Advanced Table Filters on Google Analytics

Table filters are a very powerful feature in Google Analytics. They allow you to perform deep analysis from within the interface. From experience, I can say that many Google Analytics users don't know how to effectively use this feature, a missed opportunity for sure!

Most reports in Google Analytics contain one dimension and several metrics by default. However, it is easy to add a secondary dimension to your report, as seen in the screenshot below. And table filters really help you to slice and dice through your reports and their building stones - metrics and dimensions - in a more efficient way.

Table Secondary Dimensions

In this article I will guide you through table filters and a few related topics.

View Filters vs. Table Filters

I would like you to understand the basic concepts first, this will make it easier to get the complete picture.

View filters are applied before the Google Analytics data is saved in your account. They are set up in the Admin interface and will apply to all data in the view, forever. I won't go into much detail and examples about view filters here. Read this guide to Google Analytics filters for in-depth information on view filters.

Table filters work in a different way, they are ad-hoc segmentation filters. Contrary to view filters, these filters don't permanently affect any data from your reporting view. You can think of it as filters in Excel. There are two types of table filters:

  • Standard table filters allow you to filter data for the first dimension in your report and this can sometimes be limiting.
  • Advanced table filters are more powerful as they allow you to filter on all available dimensions and metrics in your report.

By now you understand the difference between the different filter types that are available in Google Analytics, here is a quick overview.

Filter Comparison Table

A good knowledge of regular expressions is very handy when working with both filter types.
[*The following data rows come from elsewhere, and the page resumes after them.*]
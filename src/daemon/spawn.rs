//! Launching the daemon as a detached background process.

use std::fs::OpenOptions;
use std::os::unix::process::CommandExt;
use std::path::{Path, PathBuf};
use std::process::{Command, Stdio};

use tracing::{debug, warn};

use crate::error::AwdlError;

/// How to start the daemon process: `<program> daemon --config ... --interface ...`.
#[derive(Debug, Clone, PartialEq, Eq)]
pub struct DaemonCommand {
    pub program: PathBuf,
    pub args: Vec<String>,
    /// File the daemon's stderr (its log output) is appended to
    pub log_file: PathBuf,
}

impl DaemonCommand {
    pub fn new(program: PathBuf, config_path: &Path, interface: &str, log_file: PathBuf) -> Self {
        Self {
            program,
            args: vec![
                "daemon".to_string(),
                "--config".to_string(),
                config_path.to_string_lossy().into_owned(),
                "--interface".to_string(),
                interface.to_string(),
            ],
            log_file,
        }
    }

    /// Command that re-runs the current executable as the daemon.
    pub fn for_current_exe(
        config_path: &Path,
        interface: &str,
        log_file: PathBuf,
    ) -> Result<Self, AwdlError> {
        let exe = std::env::current_exe().map_err(|e| AwdlError::io("current executable", e))?;
        Ok(Self::new(exe, config_path, interface, log_file))
    }
}

/// Spawn the daemon in a new session so it survives the CLI exiting.
///
/// Returns the child's pid. The child is not waited on; once the CLI exits
/// it is reparented to init.
pub fn spawn_detached(command: &DaemonCommand) -> Result<u32, AwdlError> {
    let stderr = match OpenOptions::new()
        .create(true)
        .append(true)
        .open(&command.log_file)
    {
        Ok(file) => Stdio::from(file),
        Err(e) => {
            warn!(
                "Cannot open daemon log {:?} ({}), daemon output will be discarded",
                command.log_file, e
            );
            Stdio::null()
        }
    };

    let mut cmd = Command::new(&command.program);
    cmd.args(&command.args)
        .stdin(Stdio::null())
        .stdout(Stdio::null())
        .stderr(stderr);

    // SAFETY: pre_exec runs after fork, before exec. setsid is
    // async-signal-safe and makes the child a session leader with no
    // controlling terminal.
    unsafe {
        cmd.pre_exec(|| {
            libc::setsid();
            Ok(())
        });
    }

    let child = cmd
        .spawn()
        .map_err(|e| AwdlError::DaemonStartFailed(format!("{:?}: {}", command.program, e)))?;

    debug!("Spawned persistence daemon with PID {}", child.id());
    Ok(child.id())
}
//! Command execution abstraction for testability.
//!
//! The interface controller drives `ifconfig` through this trait so unit
//! tests can script its output without touching real interfaces.

use anyhow::{Context, Result};
use std::process::{Command, Stdio};

#[cfg(test)]
use mockall::automock;

/// Output from command execution
#[derive(Debug, Clone, Default)]
pub struct CommandOutput {
    /// Standard output from the command
    pub stdout: String,
    /// Standard error from the command
    pub stderr: String,
    /// Whether the command succeeded (exit code 0)
    pub success: bool,
    /// The exit code, if available
    pub code: Option<i32>,
}

impl CommandOutput {
    /// Combined stderr and stdout, trimmed, for error messages.
    pub fn diagnostic(&self) -> String {
        let stderr = self.stderr.trim();
        if stderr.is_empty() {
            self.stdout.trim().to_string()
        } else {
            stderr.to_string()
        }
    }
}

/// Trait for command execution, allowing dependency injection for testing.
#[cfg_attr(test, automock)]
pub trait CommandExecutor: Send + Sync {
    /// Execute a command with the given arguments and capture its output.
    ///
    /// A command that runs and exits nonzero is `Ok` with `success == false`;
    /// `Err` means the program could not be started at all.
    fn execute(&self, cmd: &str, args: &[String]) -> Result<CommandOutput>;
}

/// Real implementation of CommandExecutor that runs actual system commands.
#[derive(Debug, Clone, Default)]
pub struct RealCommandExecutor;

impl RealCommandExecutor {
    pub fn new() -> Self {
        Self
    }
}

impl CommandExecutor for RealCommandExecutor {
    fn execute(&self, cmd: &str, args: &[String]) -> Result<CommandOutput> {
        let output = Command::new(cmd)
            .args(args)
            .stdin(Stdio::null())
            .stdout(Stdio::piped())
            .stderr(Stdio::piped())
            .output()
            .with_context(|| format!("Failed to execute {}", cmd))?;

        Ok(CommandOutput {
            stdout: String::from_utf8_lossy(&output.stdout).to_string(),
            stderr: String::from_utf8_lossy(&output.stderr).to_string(),
            success: output.status.success(),
            code: output.status.code(),
        })
    }
}

/// Helper function to convert a slice of &str to Vec<String>.
///
/// mockall has issues with lifetimes in `&[&str]`, so the trait takes
/// `&[String]` instead.
pub fn args_to_strings(args: &[&str]) -> Vec<String> {
    args.iter().map(|s| s.to_string()).collect()
}
//! CLI argument parsing with clap.

use clap::{Parser, Subcommand};
use std::path::PathBuf;

use crate::config::DEFAULT_CONFIG_PATH;

#[derive(Parser, Debug)]
#[command(name = "awdl")]
#[command(author, version, about = "Manage the Apple Wireless Direct Link (AWDL) interface")]
#[command(propagate_version = true, disable_help_subcommand = true)]
pub struct Cli {
    #[command(subcommand)]
    pub command: Option<Commands>,

    /// Config file path
    #[arg(short, long, default_value = DEFAULT_CONFIG_PATH, global = true)]
    pub config: PathBuf,

    /// Interface to manage (overrides the config file)
    #[arg(short, long, global = true)]
    pub interface: Option<String>,

    /// Quiet mode (errors only)
    #[arg(short, long, global = true)]
    pub quiet: bool,

    /// Verbose mode (debug output)
    #[arg(short, long, global = true)]
    pub verbose: bool,
}

#[derive(Subcommand, Debug, Clone, PartialEq, Eq)]
pub enum Commands {
    /// Check current AWDL status
    Status,

    /// Start persistent AWDL disabling
    Disable {
        /// Do not install the launchd job that keeps AWDL disabled after a reboot
        #[arg(long)]
        no_boot: bool,
    },

    /// Re-enable AWDL and stop daemon
    Enable,

    /// Show all available commands
    Help,

    /// Run the persistence daemon in the foreground
    #[command(hide = true)]
    Daemon,
}

impl Commands {
    pub fn name(&self) -> &'static str {
        match self {
            Commands::Status => "status",
            Commands::Disable { .. } => "disable",
            Commands::Enable => "enable",
            Commands::Help => "help",
            Commands::Daemon => "daemon",
        }
    }
}
//! CLI command implementations.

pub mod daemon;
pub mod disable;
pub mod enable;
pub mod help;
pub mod status;
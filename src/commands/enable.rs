//! Enable command implementation.

use anyhow::{Context, Result};
use tracing::{debug, info};

use crate::daemon::StopOutcome;
use crate::dispatcher::App;
use crate::interface::AdminState;

/// Run the enable command
pub async fn run(app: &App) -> Result<()> {
    app.require_root("enable")?;

    let interface = app.interface();
    info!("Enabling {}...", interface);

    // The daemon must be gone before the interface goes up, or its next
    // tick would undo this command.
    match app
        .daemon
        .stop()
        .await
        .context("Failed to stop persistence daemon")?
    {
        StopOutcome::Stopped(state) => info!("Persistence daemon (PID {}) stopped", state.pid),
        StopOutcome::NotRunning => debug!("No persistence daemon was running"),
    }

    app.autostart.remove()?;

    app.controller
        .set_state(interface, AdminState::Up)
        .with_context(|| format!("Failed to enable {}", interface))?;

    println!("[OK] AWDL enabled ({} up, persistence daemon stopped)", interface);
    Ok(())
}
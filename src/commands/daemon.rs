//! Daemon entry point (`awdl daemon`, hidden).
//!
//! Started detached by `awdl disable`, or by launchd at boot. Holds the
//! marker lock for as long as it runs.

use anyhow::{Context, Result};
use tracing::{debug, info};

use crate::daemon::{DaemonState, Persistence, RetryPolicy};
use crate::dispatcher::App;
use crate::error::AwdlError;
use crate::lock::MarkerLock;
use crate::signal::{ShutdownGuard, ShutdownToken};
use crate::utils::format_interval;

/// Run the persistence daemon in the foreground until SIGTERM/SIGINT.
pub async fn run(app: &App) -> Result<()> {
    let shutdown = ShutdownToken::new();
    let _guard = ShutdownGuard::new(shutdown.clone());
    run_until(app, &shutdown).await
}

/// Run the persistence daemon until `shutdown` is cancelled.
pub async fn run_until(app: &App, shutdown: &ShutdownToken) -> Result<()> {
    app.require_root("daemon")?;

    let interface = app.interface().to_string();
    let policy = RetryPolicy::from_config(&app.config)?;
    let marker_path = app.config.marker_path();

    let mut marker = match MarkerLock::acquire(&marker_path) {
        Ok(marker) => marker,
        Err(AwdlError::DaemonAlreadyRunning { .. }) => {
            info!(
                "Another persistence daemon already manages {}, exiting",
                interface
            );
            return Ok(());
        }
        Err(e) => return Err(e).context("Failed to acquire daemon marker"),
    };
    marker.write_state(&DaemonState::new(&interface, policy.interval))?;
    debug!("Holding daemon marker {:?}", marker.path());

    info!(
        "Persistence daemon started for {} (PID {}, every {}, max backoff {})",
        interface,
        std::process::id(),
        format_interval(policy.interval),
        format_interval(policy.max_backoff)
    );

    let report = Persistence::new(app.controller.clone(), interface.as_str(), policy)
        .run(shutdown)
        .await;

    info!(
        "Persistence daemon stopped: {} checks, {} re-disables, {} failures",
        report.ticks, report.reasserted, report.failures
    );

    // Releasing the marker is the signal to `awdl enable` that the loop is over.
    drop(marker);
    Ok(())
}

#[cfg(test)]
mod tests {
    use super::*;
    use crate::autostart::Autostart;
    use crate::config::Config;
    use crate::daemon::{read_marker, DaemonCommand, MarkerContent, ProcessDaemon};
    use crate::error::EXIT_NOPERM;
    use crate::fs_abstraction::RealFileSystem;
    use crate::interface::mock::FakeInterface;
    use crate::interface::InterfaceState;
    use crate::lock;
    use std::path::PathBuf;
    use std::sync::Arc;
    use std::time::Duration;
    use tempfile::TempDir;

    fn app_in(dir: &TempDir, fake: Arc<FakeInterface>, privileged: bool) -> App {
        let config = Config {
            run_dir: dir.path().join("run"),
            log_file: dir.path().join("awdl.log"),
            launchd_dir: dir.path().to_path_buf(),
            ..Config::default()
        };
        let command = DaemonCommand::new(
            PathBuf::from("/nonexistent/bin/awdl"),
            &dir.path().join("config.yaml"),
            "awdl0",
            config.log_file.clone(),
        );

        App {
            daemon: Box::new(ProcessDaemon::new(
                config.marker_path(),
                command.clone(),
                Duration::from_millis(300),
                Duration::from_secs(5),
            )),
            autostart: Autostart::new(Arc::new(RealFileSystem), dir.path(), "awdl0", command),
            controller: fake,
            privileged,
            config,
        }
    }

    #[tokio::test]
    async fn test_second_daemon_exits_cleanly_when_marker_held() {
        let dir = TempDir::new().unwrap();
        let fake = Arc::new(FakeInterface::new(InterfaceState::Up));
        let app = app_in(&dir, fake.clone(), true);
        let marker = app.config.marker_path();

        let mut holder = MarkerLock::acquire(&marker).unwrap();
        let mut state = DaemonState::new("awdl0", Duration::from_secs(1));
        state.pid = 4242;
        holder.write_state(&state).unwrap();

        run_until(&app, &ShutdownToken::new()).await.unwrap();

        assert_eq!(read_marker(&marker).unwrap(), MarkerContent::State(state));
        assert!(lock::is_held(&marker).unwrap());
        assert!(fake.set_calls.lock().unwrap().is_empty());
        assert_eq!(fake.current(), InterfaceState::Up);
    }

    #[tokio::test]
    async fn test_marker_lives_exactly_as_long_as_the_loop() {
        let dir = TempDir::new().unwrap();
        let fake = Arc::new(FakeInterface::new(InterfaceState::Up));
        let app = app_in(&dir, fake.clone(), true);
        let marker = app.config.marker_path();
        let shutdown = ShutdownToken::new();

        let observe = async {
            let mut seen = None;
            for _ in 0..100 {
                if let MarkerContent::State(state) = read_marker(&marker).unwrap() {
                    if lock::is_held(&marker).unwrap() {
                        seen = Some(state);
                        break;
                    }
                }
                tokio::time::sleep(Duration::from_millis(10)).await;
            }
            // Still in place while the loop runs.
            tokio::time::sleep(Duration::from_millis(50)).await;
            let still_there = read_marker(&marker).unwrap();
            shutdown.cancel();
            (seen, still_there)
        };

        let (result, (seen, still_there)) = tokio::join!(run_until(&app, &shutdown), observe);
        result.unwrap();

        let seen = seen.expect("daemon never published a locked marker");
        assert_eq!(seen.pid, std::process::id());
        assert_eq!(seen.interface, "awdl0");
        assert_eq!(still_there, MarkerContent::State(seen));

        assert!(!marker.exists());
        assert!(!lock::is_held(&marker).unwrap());
        assert_eq!(fake.current(), InterfaceState::Down);
    }

    #[tokio::test]
    async fn test_daemon_requires_root() {
        let dir = TempDir::new().unwrap();
        let fake = Arc::new(FakeInterface::new(InterfaceState::Up));
        let app = app_in(&dir, fake.clone(), false);

        let err = run_until(&app, &ShutdownToken::new()).await.unwrap_err();

        assert_eq!(crate::error::exit_code(&err), EXIT_NOPERM);
        assert!(!app.config.marker_path().exists());
        assert_eq!(fake.current(), InterfaceState::Up);
    }
}
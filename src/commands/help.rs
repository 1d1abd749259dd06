//! Help command implementation.
//!
//! Prints a fixed command table. It needs neither root nor a config file,
//! which makes `awdl help` usable as an installation self-test.

use anyhow::Result;

/// The documented command surface.
pub const COMMAND_TABLE: &str = "\
Usage:
  awdl status    # Check current AWDL status
  awdl disable   # Start persistent AWDL disabling
  awdl enable    # Re-enable AWDL and stop daemon
  awdl help      # Show all available commands
";

const OPTIONS: &str = "\
Options:
  -c, --config <PATH>     Config file (default: /etc/awdl/config.yaml)
  -i, --interface <NAME>  Interface to manage (default: awdl0)
  -q, --quiet             Errors only
  -v, --verbose           Debug output
      --no-boot           With disable: do not keep AWDL disabled after a reboot
";

const NOTE: &str = "\
Note: This tool requires sudo privileges to manage network interfaces.
Disabling AWDL will affect AirDrop, AirPlay, and other Apple services.
";

/// Full help text.
pub fn usage() -> String {
    format!(
        "AWDL Command Line Tool {}\n\n{}\n{}\n{}",
        env!("CARGO_PKG_VERSION"),
        COMMAND_TABLE,
        OPTIONS,
        NOTE
    )
}

/// Run the help command
pub fn run() -> Result<()> {
    print!("{}", usage());
    Ok(())
}

#[cfg(test)]
mod tests {
    use super::*;

    #[test]
    fn test_usage_lists_every_command() {
        let text = usage();
        for command in ["status", "disable", "enable", "help"] {
            assert!(
                text.contains(&format!("awdl {}", command)),
                "missing {}",
                command
            );
        }
    }

    #[test]
    fn test_usage_mentions_sudo_and_side_effects() {
        let text = usage();
        assert!(text.contains("sudo"));
        assert!(text.contains("AirDrop"));
    }

    #[test]
    fn test_usage_has_version() {
        assert!(usage().contains(env!("CARGO_PKG_VERSION")));
    }
}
I recommend learning at least the basics.

Filtering Standard Reports with Advanced Table Filters

Below I discuss how to create advanced table filters on Google Analytics.

1. Click on the advanced link to the left of the search field

Advanced Filter link

2. Choose your filter

Advanced Filter Levels

  • First level: include or exclude
  • Second level: dimension or metric
  • Third level: matching type
  • Fourth level: filter field

3. (optional) Filter two dimensions simultaneously
You have the option to filter on two different dimensions at the same time if you add a secondary dimension to your report, as shown below. Here both Browser and Source / Medium are visible in the Google Analytics report and advanced filter field.

Filtering Google Analytics using two dimensions

Note: the advanced table filter is limited to the dimensions and metrics that are included in your report. Also, by default the advanced table filter is linked to an AND equation. By smartly working with regular expressions you can build an OR equation as well. Google Analytics accepts RegEx in both standard as well as advanced table filters.

Concluding Thoughts

  • Make sure to understand the difference between view filters and table filters
  • Start every data deep dive with a business question; what are you trying to solve?
  • Advanced table filters provide you with a great option to filter out anomalies before exporting or presenting a report
  • Start with one or two advanced filters and expand if you need to
  • Make sure enough data on the level of dimensions remains to draw statistically significant conclusions.